Here, two savepoints of a running job v0 are taken at times t1 and t2, creating version v0t1 and v0t2.These can be used to resume the job. As an example, the job is resumed from the  savepoint at t1 with updated application code, creating v1 of the the program. At times t3 and t4, further savepoints are taken from version v0 and v1, respectively. Savepoints can be used to solve a variety of production issues for streaming jobs.

  1. Application code upgrades: assume that you have found a bug in an already running application, and you want the future events to be processed by the updated code with the bug fixed. By taking a savepoint of the job, and restarting from that savepoint using the new code, downstream applications will not see the difference.

  2. Flink version upgrades: upgrading Flink itself becomes also easy, as you can take savepoints of running pipelines and replay them from the savepoints using an upgraded Flink version.

  3. Maintenance and migration: using savepoints, you can easily “pause and resume” an application. This is especially useful for cluster maintenance, as well as migrating jobs consistently to a new cluster. In addition, this is useful for developing, testing, and debugging applications, as you do not need to replay the complete event stream.

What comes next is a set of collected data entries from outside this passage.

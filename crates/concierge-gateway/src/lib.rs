// SPDX-FileCopyrightText: 2026 Concierge Contributors
// SPDX-License-Identifier: MIT OR Apache-2.0

//! HTTP gateway for the Concierge persona router.
//!
//! Exposes the chat pipeline over REST and Server-Sent Events, plus user
//! registration, session tokens and per-user analytics.

pub mod auth;
pub mod error;
pub mod handlers;
pub mod server;
pub mod sse;

pub use auth::{Accounts, LoginSession};
pub use error::ApiError;
pub use server::{router, serve, GatewayState};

  4. What-if simulations (reinstatements): many times it is very useful to run an alternative application logic to model “what if” scenarios from controllable points in the past.

  5. A/B testing: by running two different versions of application code in parallel from the exact same savepoint, you can model A/B testing scenarios.


Conclusion

In this blog post, we saw:

  1. Many interesting streaming use cases like aggregations over time windows, complex event processing or pattern matching require support for stateful programs inside the system. Flink’s support for state as a first class citizen enables these kinds of applications and allows Flink to make guarantees about the correctness of state (exactly ones semantics).

  2. Stateful streaming applications face many operational issues like behaviour under upgrades (both of the application code and Flink itself), failures, as well as application and cluster maintenance. Flink’s support for savepoints help a great deal to solve these operational issues by allowing you to version both your application code and state.

Savepoints are part of the upcoming 1.0.0 release of Apache Flink™ with support for the use cases outlined in this post. A current limitation is that the parallelism of your program has to match the parallelism of the program from which the savepoint was drawn. In future versions of Flink, there will be support to re-partition the state of programs both during runtime and savepoint restores. In order to get started with savepoints, check out the docs about how savepoints work and how to use them from Flink’s command line.